I’m pointing that out because I don’t understand what’s going on with the frequency shifting - it should not want to throttle the Fronius for any reason that I understand.

In this first pic of my Node-RED dashboard, you can see that I’m trying to force the MP-II to ignore the grid (/Ac/Control/IgnoreAcIn1) - but this appears to make no difference for the behaviour in question.

The two “Okay to use AC” indicators are the result of a function that checks if the grid is not between 225 and 250 volts.

The Grid Voltage values are taken from an EM24.

So to begin with, the frequency here is good (49.9Hz), and the Fronius is in one of its startup states:

This next pic is where the behaviour in question happens - short time after the above, but the MultiPlus-II frequency has shifted to 52.9Hz briefly like maybe for three seconds. But it is enough to upset the Fronius, which flicks back to trying to start up again.

These next two are the same situation, but without me trying to force the AC In to be ignored - I’ll note that after I changed that setting the MP-II briefly tried to connect and then decided not to do that (2nd pic):

The MultiPlus II flicks to 53Hz briefly and then back to 50Hz - not stuck on 53Hz (not that problem). Plenty of load, plenty of headroom on battery voltage, lots of places for the power to go. It only does that when the input is in the “ignored” state.

When the grid is actually isolated (with a breaker, not “ignored”) that situation changes. The VRM logging resolution doesn’t quite capture the periodic “flicking” behaviour, but the graph below is pretty obvious. When in this state, fully disconnected, the Fronius will quite happily ramp up production:

For completeness, I will mention that the frequency “flicking” and the MultiPlus II relay test “clickety clack” appears to happen roughly in the same period. This behaviour does not occur when the grid voltage is more reasonable, and the system is quite happy in that case.

So I suspect that it’s something to do with the grid test on the MultiPlus II, but I’m not sure what is going on.

Thanks for reading so far (!), let me know your thoughts.

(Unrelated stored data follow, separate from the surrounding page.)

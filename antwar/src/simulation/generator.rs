// Procedural terrain: rock pockets and food patches from layered simplex noise.
use noise::{NoiseFn, Simplex};
use rand::Rng;

use super::field::Field;
use super::garden::Garden;
use super::symmetry::SymmetryMode;
use crate::config::GenerationConfig;

/// Food is pushed away from rock by this share of the rock noise.
const ROCK_FOOD_REPULSION: f64 = 0.5;
const ROCK_FOOD_REPULSION_NO_ROCK: f64 = 0.15;

/// Weighted octaves of simplex noise, normalized into `[0, 1]`.
struct LayeredNoise {
    source: Simplex,
    layers: Vec<(f64, f64)>,
    total: f64,
}

impl LayeredNoise {
    /// `layers` are `(frequency, intensity)` pairs.
    fn new(seed: u32, layers: Vec<(f64, f64)>) -> Self {
        let total = layers.iter().map(|(_, intensity)| intensity).sum();
        Self {
            source: Simplex::new(seed),
            layers,
            total,
        }
    }

    fn at(&self, x: f64, y: f64) -> f64 {
        let value: f64 = self
            .layers
            .iter()
            .enumerate()
            .map(|(octave, (frequency, intensity))| {
                // Offset octaves so they don't all share the origin.
                let shift = octave as f64 * 1000.0;
                self.source.get([x * frequency + shift, y * frequency + shift]) * intensity
            })
            .sum();
        ((value + self.total) / self.total / 2.0).clamp(0.0, 1.0)
    }
}

impl Garden {
    /// Fills the food and rock fields from noise, then mirrors them
    /// according to the garden symmetry and recomputes segmentation.
    pub fn generate_terrain(&mut self, config: &GenerationConfig) {
        self.food_field.clear();
        self.rock_field.clear();

        let rock_noise = config.rock_enabled.then(|| {
            let frequency = 0.0177 / f64::from(config.rock_scale.max(f32::EPSILON));
            LayeredNoise::new(self.rng().random(), vec![(frequency, 1.0)])
        });
        if let Some(noise) = &rock_noise {
            let threshold = 1.0 - f64::from(config.rock_coverage);
            fill_cells(&mut self.rock_field, |x, y, _| {
                let value = noise.at(x, y);
                (value > threshold).then_some(value as f32)
            });
        }

        if config.food_enabled {
            let scale = f64::from(config.food_scale.max(f32::EPSILON));
            let layers = [(0.0025, 6.0), (0.005, 5.0), (0.007, 4.0), (0.016, 3.0), (0.022, 2.0), (0.077, 1.0)]
                .into_iter()
                .map(|(frequency, intensity)| (frequency / scale, intensity))
                .collect();
            let food_noise = LayeredNoise::new(self.rng().random(), layers);
            let threshold = 1.0 - f64::from(config.food_coverage);
            let rock = &self.rock_field;
            fill_cells(&mut self.food_field, |x, y, index| {
                if rock.data[index] != 0.0 {
                    return None;
                }
                let mut value = food_noise.at(x, y);
                value -= match &rock_noise {
                    Some(noise) => noise.at(x, y) * ROCK_FOOD_REPULSION,
                    None => ROCK_FOOD_REPULSION_NO_ROCK,
                };
                (value > threshold).then_some(config.food_richness)
            });
        }

        mirror_field(&mut self.rock_field, self.symmetry);
        mirror_field(&mut self.food_field, self.symmetry);
        self.preprocess_terrain();

        tracing::debug!(
            rock_cells = self.rock_field.data.iter().filter(|v| **v > 0.0).count(),
            food_cells = self.food_field.data.iter().filter(|v| **v > 0.0).count(),
            "terrain generated"
        );
    }
}

/// Writes `value(x, y, index)` into every cell where it returns a value.
fn fill_cells<F>(field: &mut Field, mut value: F)
where
    F: FnMut(f64, f64, usize) -> Option<f32>,
{
    let width = field.grid.width;
    for (index, cell) in field.data.iter_mut().enumerate() {
        let (x, y) = ((index % width) as f64, (index / width) as f64);
        if let Some(v) = value(x, y, index) {
            *cell = v;
        }
    }
}

/// Copies the first half of the field onto the second half, across the
/// mirror lines of `symmetry`.
fn mirror_field(field: &mut Field, symmetry: SymmetryMode) {
    let (width, height) = (field.grid.width, field.grid.height);
    let flip_x = matches!(symmetry, SymmetryMode::MirrorHorizontal | SymmetryMode::MirrorBoth);
    let flip_y = matches!(symmetry, SymmetryMode::MirrorVertical | SymmetryMode::MirrorBoth);

    if flip_x {
        for y in 0..height {
            for x in width / 2..width {
                field.data[y * width + x] = field.data[y * width + (width - 1 - x)];
            }
        }
    }
    if flip_y {
        for y in height / 2..height {
            for x in 0..width {
                field.data[y * width + x] = field.data[(height - 1 - y) * width + x];
            }
        }
    }
    if symmetry == SymmetryMode::Center {
        for y in height / 2..height {
            for x in 0..width {
                field.data[y * width + x] = field.data[(height - 1 - y) * width + (width - 1 - x)];
            }
        }
    }
}

#[cfg(test)]
mod tests {
    use super::*;

    #[test]
    fn layered_noise_stays_normalized() {
        let noise = LayeredNoise::new(3, vec![(0.01, 3.0), (0.05, 1.0)]);
        for i in 0..500 {
            let v = noise.at(i as f64 * 1.7, i as f64 * 0.3);
            assert!((0.0..=1.0).contains(&v));
        }
    }

    #[test]
    fn generated_food_never_lies_on_rock() {
        let mut garden = Garden::new(2000.0, 1500.0, 11);
        let config = GenerationConfig {
            food_coverage: 0.9,
            ..GenerationConfig::default()
        };
        garden.generate_terrain(&config);
        let rock = &garden.rock_field.data;
        let food = &garden.food_field.data;
        assert!(rock.iter().any(|v| *v > 0.0));
        assert!(food.iter().any(|v| *v > 0.0));
        assert!(rock.iter().zip(food).all(|(r, f)| *r == 0.0 || *f == 0.0));
        assert!(garden.rock_field.has_empty_areas());
    }

    #[test]
    fn disabled_layers_stay_empty() {
        let mut garden = Garden::new(500.0, 500.0, 12);
        let config = GenerationConfig {
            food_enabled: false,
            rock_enabled: false,
            ..GenerationConfig::default()
        };
        garden.generate_terrain(&config);
        assert!(garden.rock_field.data.iter().all(|v| *v == 0.0));
        assert!(garden.food_field.data.iter().all(|v| *v == 0.0));
    }

    #[test]
    fn mirrored_terrain_is_symmetric() {
        let mut garden = Garden::new(1000.0, 800.0, 13);
        garden.symmetry = SymmetryMode::MirrorBoth;
        garden.generate_terrain(&GenerationConfig::default());
        let grid = garden.rock_field.grid;
        for y in 0..grid.height {
            for x in 0..grid.width {
                let here = garden.rock_field.data[y * grid.width + x];
                let across = garden.rock_field.data[y * grid.width + grid.width - 1 - x];
                let below = garden.rock_field.data[(grid.height - 1 - y) * grid.width + x];
                assert_eq!(here, across);
                assert_eq!(here, below);
            }
        }
    }
}
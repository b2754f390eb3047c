use glam::Vec2;
use std::collections::VecDeque;

use super::symmetry::SymmetryMode;

/// Cell geometry shared by every grid laid over the garden.
#[derive(Debug, Clone, Copy, PartialEq)]
pub struct Grid {
    pub width: usize,
    pub height: usize,
    pub cell_size: f32,
}

/// One painted cell of a disk footprint.
#[derive(Debug, Clone, Copy, PartialEq)]
pub struct Stamp {
    pub index: usize,
    /// `radius + 1 - distance`, used by smooth painting.
    pub falloff: f32,
}

impl Stamp {
    /// Value a brush of `value` leaves here. Smooth strokes are meant to be added.
    #[inline]
    pub fn value(&self, value: f32, smooth: bool) -> f32 {
        if smooth {
            value + value * self.falloff
        } else {
            value
        }
    }
}

#[derive(Debug, Clone, Copy, PartialEq, Default)]
pub struct DrawOptions {
    /// Additive soft brush instead of an overwrite.
    pub smooth: bool,
    pub symmetry: SymmetryMode,
}

impl Grid {
    /// Grid covering a `world_width` x `world_height` area.
    pub fn covering(world_width: f32, world_height: f32, cell_size: f32) -> Self {
        Self {
            width: ((world_width / cell_size).ceil() as usize).max(1),
            height: ((world_height / cell_size).ceil() as usize).max(1),
            cell_size,
        }
    }

    #[inline]
    pub fn len(&self) -> usize {
        self.width * self.height
    }

    /// Cell index of a world position. Coordinates outside the grid saturate
    /// to the border cell, so the result is always a valid index.
    #[inline]
    pub fn get_index(&self, x: f32, y: f32) -> usize {
        let cx = ((x / self.cell_size) as usize).min(self.width - 1);
        let cy = ((y / self.cell_size) as usize).min(self.height - 1);
        cy * self.width + cx
    }

    #[inline]
    pub fn index_of(&self, pos: Vec2) -> usize {
        self.get_index(pos.x, pos.y)
    }

    /// Index of a world position, or `None` when it lies outside the grid.
    #[inline]
    pub fn checked_index(&self, pos: Vec2) -> Option<usize> {
        if pos.x < 0.0 || pos.y < 0.0 || !pos.x.is_finite() || !pos.y.is_finite() {
            return None;
        }
        let cx = (pos.x / self.cell_size) as usize;
        let cy = (pos.y / self.cell_size) as usize;
        (cx < self.width && cy < self.height).then(|| cy * self.width + cx)
    }

    #[inline]
    pub fn cell_coords(&self, index: usize) -> (usize, usize) {
        (index % self.width, index / self.width)
    }

    /// Orthogonal neighbours that exist on the grid.
    pub fn neighbours(&self, index: usize) -> impl Iterator<Item = usize> {
        let (cx, cy) = self.cell_coords(index);
        let width = self.width;
        [
            (cx > 0).then(|| index - 1),
            (cx + 1 < self.width).then(|| index + 1),
            (cy > 0).then(|| index - width),
            (cy + 1 < self.height).then(|| index + width),
        ]
        .into_iter()
        .flatten()
    }

    /// Cells of a disk of `diameter` cells centred on the cell holding (x, y),
    /// plus its mirrored copies, clipped to the grid.
    pub fn footprint(&self, x: f32, y: f32, diameter: u32, symmetry: SymmetryMode) -> Vec<Stamp> {
        let center = Vec2::new(
            (x / self.cell_size).floor(),
            (y / self.cell_size).floor(),
        );
        let extent = Vec2::new(self.width as f32 - 1.0, self.height as f32 - 1.0);
        let radius = diameter as f32 / 2.0;

        let mut stamps = Vec::new();
        for at in symmetry.symmetric_positions(center, extent) {
            let min_x = (at.x - radius + 0.5).floor() as i64;
            let min_y = (at.y - radius + 0.5).floor() as i64;
            let xs = min_x.max(0)..(min_x + diameter as i64).min(self.width as i64);
            let ys = min_y.max(0)..(min_y + diameter as i64).min(self.height as i64);
            for cy in ys {
                for cx in xs.clone() {
                    let distance = Vec2::new(cx as f32 - at.x, cy as f32 - at.y).length();
                    if distance <= radius {
                        stamps.push(Stamp {
                            index: cy as usize * self.width + cx as usize,
                            falloff: radius + 1.0 - distance,
                        });
                    }
                }
            }
        }
        stamps
    }
}

const NO_SEGMENT: u32 = u32::MAX;

/// Connected components of zero-valued cells.
#[derive(Debug, Clone)]
struct EmptyAreas {
    segment_of: Vec<u32>,
    areas: Vec<usize>,
}

/// Flat scalar grid laid over the garden.
#[derive(Debug, Clone)]
pub struct Field {
    pub grid: Grid,
    pub data: Vec<f32>,
    empty_areas: Option<EmptyAreas>,
}

impl Field {
    pub fn new(grid: Grid) -> Self {
        Self {
            grid,
            data: vec![0.0; grid.len()],
            empty_areas: None,
        }
    }

    /// Wraps an existing buffer, `None` if its length doesn't match the grid.
    pub fn from_data(grid: Grid, data: Vec<f32>) -> Option<Self> {
        (data.len() == grid.len()).then(|| Self {
            grid,
            data,
            empty_areas: None,
        })
    }

    #[inline]
    pub fn get_index(&self, x: f32, y: f32) -> usize {
        self.grid.get_index(x, y)
    }

    #[inline]
    pub fn at(&self, pos: Vec2) -> f32 {
        self.data[self.grid.index_of(pos)]
    }

    /// Paints a disk of `value`. Plain strokes overwrite, so repeating one is a no-op.
    /// Smooth strokes add `value + value * (radius + 1 - distance)` per cell.
    pub fn draw(&mut self, x: f32, y: f32, diameter: u32, value: f32, options: DrawOptions) {
        self.draw_with(x, y, diameter, options.symmetry, |cell, stamp| {
            if options.smooth {
                *cell += stamp.value(value, true);
            } else {
                *cell = value;
            }
        });
    }

    /// Runs `paint` on every cell of the disk footprint.
    pub fn draw_with<F>(&mut self, x: f32, y: f32, diameter: u32, symmetry: SymmetryMode, mut paint: F)
    where
        F: FnMut(&mut f32, Stamp),
    {
        for stamp in self.grid.footprint(x, y, diameter, symmetry) {
            paint(&mut self.data[stamp.index], stamp);
        }
        self.empty_areas = None;
    }

    pub fn clear(&mut self) {
        self.data.fill(0.0);
        self.empty_areas = None;
    }

    /// Labels 4-connected regions of zero cells and records their areas.
    pub fn preprocess_empty_areas(&mut self) {
        let mut segment_of = vec![NO_SEGMENT; self.data.len()];
        let mut areas = Vec::new();
        let mut queue = VecDeque::new();

        for start in 0..self.data.len() {
            if self.data[start] != 0.0 || segment_of[start] != NO_SEGMENT {
                continue;
            }
            let segment = areas.len() as u32;
            let mut area = 0;
            segment_of[start] = segment;
            queue.push_back(start);
            while let Some(index) = queue.pop_front() {
                area += 1;
                for next in self.grid.neighbours(index) {
                    if self.data[next] == 0.0 && segment_of[next] == NO_SEGMENT {
                        segment_of[next] = segment;
                        queue.push_back(next);
                    }
                }
            }
            areas.push(area);
        }

        self.empty_areas = Some(EmptyAreas { segment_of, areas });
    }

    pub fn has_empty_areas(&self) -> bool {
        self.empty_areas.is_some()
    }

    /// Area in cells of the empty pocket holding `index`. `Some(0)` on an
    /// occupied cell, `None` until [`Field::preprocess_empty_areas`] ran.
    pub fn empty_area_at(&self, index: usize) -> Option<usize> {
        let areas = self.empty_areas.as_ref()?;
        match areas.segment_of.get(index) {
            Some(&NO_SEGMENT) | None => Some(0),
            Some(&segment) => Some(areas.areas[segment as usize]),
        }
    }
}
pub mod data;
pub mod rules;

pub use data::*;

The frequency shifting is based on the dc voltage.
And for some reason where the battery is in the flat part of the curve is where it ramps up and stays stuck up even though soc is clearly dropping. (Or at least that us my current theory). It could be because of the support on the dc bus of the dc coupled solar?

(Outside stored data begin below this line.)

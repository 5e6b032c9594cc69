use crate::config::ReaderConfig;
use crate::models::*;
use crate::processing::*;
use crate::utils::IdCardError;
use image::DynamicImage;
use std::path::Path;

/// Runs detection, cropping and recognition for one card image at a time.
pub struct IdCardReader<M> {
    detector: RegionDetector<M>,
    cropper: RegionCropper,
    recognizer: TextRecognizer,
}

impl<M: RegionModel> IdCardReader<M> {
    pub fn new(detector: RegionDetector<M>, cropper: RegionCropper, recognizer: TextRecognizer) -> Self {
        IdCardReader {
            detector,
            cropper,
            recognizer,
        }
    }

    /// Wire the stages from a region model, OCR engines and settings.
    pub fn from_config(
        model: M,
        recognizer: TextRecognizer,
        config: &ReaderConfig,
    ) -> Result<Self, IdCardError> {
        config.validate()?;
        let detector = RegionDetector::new(model, config.score_threshold);
        let cropper = RegionCropper::new(&config.crops_dir, config.crop_max_size)?;
        Ok(Self::new(detector, cropper, recognizer))
    }

    pub fn detector_mut(&mut self) -> &mut RegionDetector<M> {
        &mut self.detector
    }

    pub fn recognizer_mut(&mut self) -> &mut TextRecognizer {
        &mut self.recognizer
    }

    /// Main entry point: read every field of the card at `image_path`.
    ///
    /// Fails only when the image cannot be read or no region is detected;
    /// anything else leaves the affected field empty.
    pub fn process_image(&mut self, image_path: &Path) -> Result<IdCardReport, IdCardError> {
        let image = image::open(image_path).map_err(|e| {
            IdCardError::ImageProcessing(format!("Failed to open image {:?}: {}", image_path, e))
        })?;
        self.process(&image)
    }

    pub fn process(&mut self, image: &DynamicImage) -> Result<IdCardReport, IdCardError> {
        // Step 1: Locate the field regions
        let detections = self.detector.detect(image)?;

        // Step 2: Crop and normalize them
        let crop_map = self.cropper.crop_regions(image, &detections);

        // Step 3: Read the text and derive the birth date
        let ocr_result = self.recognizer.recognize(&crop_map);
        log::info!(
            "Text extraction completed for {} of {} fields",
            FieldLabel::RECOGNIZED
                .iter()
                .filter(|label| !ocr_result.get(**label).is_empty())
                .count(),
            FieldLabel::RECOGNIZED.len()
        );

        Ok(IdCardReport {
            detections,
            crop_map,
            ocr_result,
        })
    }
}
//! Concrete detection and recognition engines, each behind a cargo feature.

#[cfg(feature = "onnx")]
pub mod onnx;
#[cfg(feature = "tesseract")]
pub mod tess;

#[cfg(feature = "onnx")]
pub use onnx::OnnxRegionModel;
#[cfg(feature = "tesseract")]
pub use tess::TesseractEngine;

I have one system (with a solar 50/50 split between dc coupled and ac coupled-it is not a fronius) that occasionally seems to stick at throttled which does drive me crazy as you say there is clearly a need. (Solved by the fudge fix -making a brief connection then disconnecting.)

When the inverter briefly tries to connect it on its own resynchronized with grid frequency then disconnected and carries on at that frequency.
As an FYI we don’t have a grid code so its not that.

The other fix i have seen tried by other users on the forum is adjust the throttle frequency in ess assistant so it throttles but not to no production.

I have 5 PV inverters on ACout and 1 MPPT.
When I disconnect the grid, frequency rises to shutdown frequency before reducing to 50Hz.
If the battery is full, frequency is reduce to match below current load. So the AC-PV serves a part of the load and the MPPT does does fine controlled adjustment.

I noticed one PV inverter is not working. After checking the grid code of the micro grid inverter I noticed the resume frequency is missing the decimal sign. It returns at 502 Hz and not at 50.2 Hz. As I cannot change the grid code of that device, this single one is not working during grid failure.

As your grid seems to be very unstable or out of spec, why not disconnecting from the grid and recharge the batteries with a telco PSU?

Than your micro grid will be in spec and your devices/home has no risk of overvoltage.